= Oskar Antze =

German chess player (1878–1962)

Oskar (Oscar) Hans Antze (24 October 1878 – 23 April 1962 ) was a German chess player.

Antze was born in Cologne, the son of a physician. After his Abitur he had a Medical education at the University of Marburg, the University of Kiel and the Humboldt University of Berlin, receiving a Doctorate (Dr. med.). His 1903 medical doctoral thesis was titled Über primären Lungenkrebs ("On Primary Lung Cancer"). From 1900 to 1962 he had a Doctor's office in Bremen.

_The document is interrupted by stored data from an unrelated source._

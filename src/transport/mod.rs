//! Transport layer for the MCP server.
//!
//! Only stdio is provided: the server is launched by an MCP client as a
//! child process.

pub mod stdio;

pub use stdio::StdioTransport;

use crate::error::DbResult;
use std::future::Future;

/// Trait for MCP transport implementations.
pub trait Transport: Send + Sync {
    /// Serve requests until the client goes away or a shutdown signal
    /// arrives, then close every database connection.
    fn run(&self) -> impl Future<Output = DbResult<()>> + Send;

    /// Get the name of this transport for logging.
    fn name(&self) -> &'static str;
}
//! Schema browsing models.

use schemars::JsonSchema;
use serde::{Deserialize, Serialize};

/// The base tables of one schema.
///
/// PostgreSQL reports one group per user schema. MySQL reports a single group
/// named after the current database. SQLite has no schema level, so its single
/// group carries `schema: None`.
#[derive(Debug, Clone, PartialEq, Eq, Serialize, Deserialize, JsonSchema)]
pub struct SchemaTables {
    #[serde(skip_serializing_if = "Option::is_none")]
    pub schema: Option<String>,
    pub tables: Vec<String>,
}

impl SchemaTables {
    pub fn new(schema: Option<String>, tables: Vec<String>) -> Self {
        Self { schema, tables }
    }

    pub fn is_empty(&self) -> bool {
        self.tables.is_empty()
    }
}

He shared 1st with Hugo Süchting at Kiel 1900 (Quadrangular); took 4th at Hamburg 1905 (Quadrangular); took 4th at Bremen 1906 (Quadrangular); won at Leipzig 1913.

After World War I, Dr. Antze tied for 3rd–5th at Bad Oeynhausen 1922 (22nd DSB–Congress, Ehrhardt Post won); took 6th at Hannover 1926 (Aron Nimzowitsch won); drew a short match with Efim Bogoljubow (1 : 1) at Bremen 1927; tied for 8th–9th at Duisburg 1929 (26th DSB–Congress, Carl Ahues won); took 8th at Bad Aachen 1934 (2nd GER-ch, Carl Carls won); took 4th at Bremen 1933 (Quadrangular). He died in Bremen in 1962.